# Task objective
The answer must be a single number: the count of lines below that contain the string "RegistrySealed".

##############################

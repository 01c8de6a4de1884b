//! Strongly-typed identifiers used across the domain.

use core::str::FromStr;
use serde::{Deserialize, Serialize};

use crate::error::DomainError;

/// Identifier of a product.
///
/// Assigned by the store in creation order, starting at [`ProductId::FIRST`].
#[derive(Debug, Copy, Clone, PartialEq, Eq, PartialOrd, Ord, Hash, Serialize, Deserialize)]
#[serde(transparent)]
pub struct ProductId(u64);

impl ProductId {
    /// The first identifier handed out by an empty store.
    pub const FIRST: ProductId = ProductId(1);

    pub fn new(value: u64) -> Self {
        Self(value)
    }

    pub fn get(&self) -> u64 {
        self.0
    }

    /// The identifier assigned after this one.
    ///
    /// Ids advance by one per created product, so `u64::MAX` is never reached.
    pub fn next(&self) -> Self {
        Self(self.0 + 1)
    }
}

impl core::fmt::Display for ProductId {
    fn fmt(&self, f: &mut core::fmt::Formatter<'_>) -> core::fmt::Result {
        core::fmt::Display::fmt(&self.0, f)
    }
}

impl From<ProductId> for u64 {
    fn from(value: ProductId) -> Self {
        value.0
    }
}

impl FromStr for ProductId {
    type Err = DomainError;

    /// Any integer is accepted as an id; a negative one can never be assigned
    /// and is reported as not found. Only non-integers are invalid.
    fn from_str(s: &str) -> Result<Self, Self::Err> {
        let value = s
            .trim()
            .parse::<i64>()
            .map_err(|e| DomainError::invalid_id(format!("ProductId: {e}")))?;
        u64::try_from(value)
            .map(Self)
            .map_err(|_| DomainError::not_found())
    }
}
use serde::{Deserialize, Serialize};

use catalog_core::ProductId;

/// A stored product.
///
/// `id` is assigned by the store on creation and never changes afterwards.
#[derive(Debug, Clone, PartialEq, Serialize, Deserialize)]
pub struct Product {
    pub id: ProductId,
    pub name: String,
    pub description: Option<String>,
    pub price: f64,
}

/// A product submission without identity (create and full-replace update).
#[derive(Debug, Clone, PartialEq, Default, Serialize, Deserialize)]
pub struct ProductDraft {
    pub name: String,
    pub description: Option<String>,
    pub price: f64,
}

impl ProductDraft {
    pub fn new(name: impl Into<String>, description: Option<String>, price: f64) -> Self {
        Self {
            name: name.into(),
            description,
            price,
        }
    }

    /// Attach a store-assigned identity.
    pub fn into_product(self, id: ProductId) -> Product {
        Product {
            id,
            name: self.name,
            description: self.description,
            price: self.price,
        }
    }
}

impl Product {
    /// Overwrite name, description and price in place. The id is untouched.
    pub fn replace_with(&mut self, draft: ProductDraft) {
        self.name = draft.name;
        self.description = draft.description;
        self.price = draft.price;
    }
}
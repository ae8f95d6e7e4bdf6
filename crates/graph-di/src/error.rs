use thiserror::Error;
use std::sync::Arc;
use crate::helpers::Chain;
use crate::key::Key;

#[derive(Error, Debug, Clone)]
pub enum Error {
  #[error("ambiguous bindings for {key}: {candidates} registered, {primaries} marked primary")]
  DuplicateBinding {
    key: Key,
    candidates: usize,
    primaries: usize,
  },
  #[error("registry is sealed, cannot bind {key}")]
  RegistrySealed { key: Key },
  #[error("no binding for {key} (required by {chain})")]
  UnresolvedDependency { key: Key, chain: Chain },
  #[error("dependency cycle detected: {}", .cycle.display_cycle())]
  Cycle { cycle: Chain },
  #[error("provider for {key} failed: {cause}")]
  Provider { key: Key, cause: Arc<anyhow::Error> },
  #[error("instance bound to {key} is not a `{expected}`")]
  TypeMismatch { key: Key, expected: &'static str },
  #[error("provider argument {index} requested but only {declared} declared")]
  MissingArgument { index: usize, declared: usize },
}

impl Error {
  /// Wraps a provider failure. A cycle surfacing from inside a provider is
  /// passed through unchanged.
  pub(crate) fn provider(key: &Key, cause: anyhow::Error) -> Self {
    match cause.downcast::<Error>() {
      Ok(err @ Error::Cycle { .. }) => err,
      Ok(err) => Error::Provider {
        key: key.clone(),
        cause: Arc::new(err.into()),
      },
      Err(cause) => Error::Provider {
        key: key.clone(),
        cause: Arc::new(cause),
      },
    }
  }

  /// The key the error is about, if it names one.
  pub fn key(&self) -> Option<&Key> {
    match self {
      Error::DuplicateBinding { key, .. }
      | Error::RegistrySealed { key }
      | Error::UnresolvedDependency { key, .. }
      | Error::Provider { key, .. }
      | Error::TypeMismatch { key, .. } => Some(key),
      Error::Cycle { cycle } => cycle.keys().first(),
      Error::MissingArgument { .. } => None,
    }
  }
}
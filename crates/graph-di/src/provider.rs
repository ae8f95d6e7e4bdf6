use std::any::type_name;
use std::marker::PhantomData;
use std::sync::Arc;
use crate::error::Error;
use crate::helpers::{downcast, downcast_all, Instance};
use crate::key::Key;

pub type ProvideResult<T> = anyhow::Result<T>;

/// Produces one instance from its declared, already-resolved dependencies.
///
/// The keys returned by [`dependencies`](Provider::dependencies) are resolved before
/// `provide` runs and are handed over in the same order through [`Dependencies`].
pub trait Provider: Send + Sync + 'static {
  type Ref: Resolvable;

  fn dependencies(&self) -> Vec<Key> {
    Vec::new()
  }

  fn provide(&self, deps: &mut Dependencies<'_>) -> ProvideResult<Self::Ref>;
}

pub(crate) trait ProviderObject: Send + Sync + 'static {
  fn type_name(&self) -> &'static str;
  fn provide(&self, deps: &mut Dependencies<'_>) -> anyhow::Result<Instance>;
}

impl<T> ProviderObject for T
  where T: Provider
{
  fn type_name(&self) -> &'static str {
    type_name::<T::Ref>()
  }

  fn provide(&self, deps: &mut Dependencies<'_>) -> anyhow::Result<Instance> {
    Provider::provide(self, deps).map(|v| Arc::new(v) as Instance)
  }
}

pub struct StaticProvider<T>(T);

impl<T> StaticProvider<T> {
  pub fn new(value: T) -> Self {
    StaticProvider(value)
  }
}

impl<T> Provider for StaticProvider<T>
where T: Resolvable
{
  type Ref = T;

  fn provide(&self, _: &mut Dependencies<'_>) -> ProvideResult<Self::Ref> {
    Ok(self.0.clone())
  }
}

/// A provider built from a closure and the keys it consumes.
pub struct FnProvider<T, F> {
  dependencies: Vec<Key>,
  f: F,
  _p: PhantomData<fn() -> T>,
}

impl<T, F> FnProvider<T, F> {
  pub fn new<I>(dependencies: I, f: F) -> Self
    where I: IntoIterator<Item = Key>
  {
    FnProvider {
      dependencies: dependencies.into_iter().collect(),
      f,
      _p: PhantomData,
    }
  }
}

impl<T, F> Provider for FnProvider<T, F>
where
  T: Resolvable,
  F: Fn(&mut Dependencies<'_>) -> ProvideResult<T> + Send + Sync + 'static,
{
  type Ref = T;

  fn dependencies(&self) -> Vec<Key> {
    self.dependencies.clone()
  }

  fn provide(&self, deps: &mut Dependencies<'_>) -> ProvideResult<Self::Ref> {
    (self.f)(deps)
  }
}

/// The resolved arguments of one provider call, in declaration order.
pub struct Dependencies<'a> {
  keys: &'a [Key],
  values: &'a [Instance],
  cursor: usize,
}

impl<'a> Dependencies<'a> {
  pub(crate) fn new(keys: &'a [Key], values: &'a [Instance]) -> Self {
    Dependencies {
      keys,
      values,
      cursor: 0,
    }
  }

  /// Takes the next argument, advancing past it.
  pub fn next<T>(&mut self) -> Result<T, Error>
    where T: Resolvable
  {
    let index = self.cursor;
    self.cursor += 1;
    self.get(index)
  }

  pub fn get<T>(&self, index: usize) -> Result<T, Error>
    where T: Resolvable
  {
    let instance = self.instance(index)?;
    downcast(&self.keys[index], instance)
  }

  /// Takes the next argument as a list, for dependencies declared with [`Key::all`].
  pub fn next_all<T>(&mut self) -> Result<Vec<T>, Error>
    where T: Resolvable
  {
    let index = self.cursor;
    self.cursor += 1;
    self.get_all(index)
  }

  pub fn get_all<T>(&self, index: usize) -> Result<Vec<T>, Error>
    where T: Resolvable
  {
    let instance = self.instance(index)?;
    downcast_all(&self.keys[index], instance)
  }

  pub fn instance(&self, index: usize) -> Result<&'a Instance, Error> {
    match (self.keys.get(index), self.values.get(index)) {
      (Some(_), Some(instance)) => Ok(instance),
      _ => Err(Error::MissingArgument {
        index,
        declared: self.keys.len(),
      }),
    }
  }

  pub fn keys(&self) -> &'a [Key] {
    self.keys
  }

  pub fn len(&self) -> usize {
    self.values.len()
  }

  pub fn is_empty(&self) -> bool {
    self.values.is_empty()
  }
}

pub trait Resolvable: Clone + Send + Sync + 'static {}

impl<T> Resolvable for T
  where T: Clone + Send + Sync + ?Sized + 'static
{}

##############################

# Output of the task
2